In contrast to unicast measurements considered in Chapter 7, this chapter focuses on stochastic network tomography based on multicast measurements, where each probe is sent along a multicast tree from one source to multiple destinations, duplicated at each intermediate node with at least two outgoing links. Using loss tomography as an example, the chapter details how the correlations between the measurements at different destinations sharing links in the multicast tree can be utilized to infer link loss rates, while briefly discussing how this approach applies to other performance metrics.
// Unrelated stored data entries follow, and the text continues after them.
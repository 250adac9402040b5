use actix_web::web;

use crate::handlers::home::home;

mod auth;
mod admin;
mod portfolio;
mod inquiries;
mod json_error;

pub fn configure_routes(cfg: &mut web::ServiceConfig) {
    cfg.service(home);

    cfg.service(
        web::scope("/api/v1")
            .configure(portfolio::config_routes)
            .configure(inquiries::config_routes)
            .configure(auth::config_routes)
            .configure(admin::config_routes)
    );

    cfg.configure(json_error::config_routes);
}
Moreover, this chapter further illustrates how correlated loss observations obtained from multicast probes can be used to reliably infer the topology of the multicast tree, which belongs to another branch of network tomography (network topology tomography) that will be formally introduced in Chapter 9, and complements the high-level discussions there.
This chapter covers preliminary materials required to understand the presentation in the following chapters, including selected definitions from graph theory, linear algebra, and parameter estimation. We also introduce a classification of routing mechanisms based on the controllability of the routing of probes by monitors generating the probes, which will facilitate the discussion in the following chapters.
Based on the identifiability measures for Boolean network tomography presented in Chapter 5, this chapter addresses the follow-up question of how to design the measurement system to optimize the identifiability measure of interest, with a focus on the placement of monitoring nodes. Depending on the mechanism to collect measurements, the problem is divided into (1) monitor placement, (2) beacon placement, and (3) monitoring-aware service placement, where the first approach requires monitoring nodes at both endpoints of each measurement path, the second approach requires a monitoring node only at one of the endpoints of each measurement path, and the third approach requires each measurement path to be the default routing path between a client and a server. As many of such problems are NP-hard, the focus is put on establishing the hardness of the optimal solution and developing polynomial-time suboptimal algorithms with performance guarantees. The chapter also covers a suite of path construction problems addressing how to construct or select measurement paths to optimize the tradeoff between identifiability and probing cost.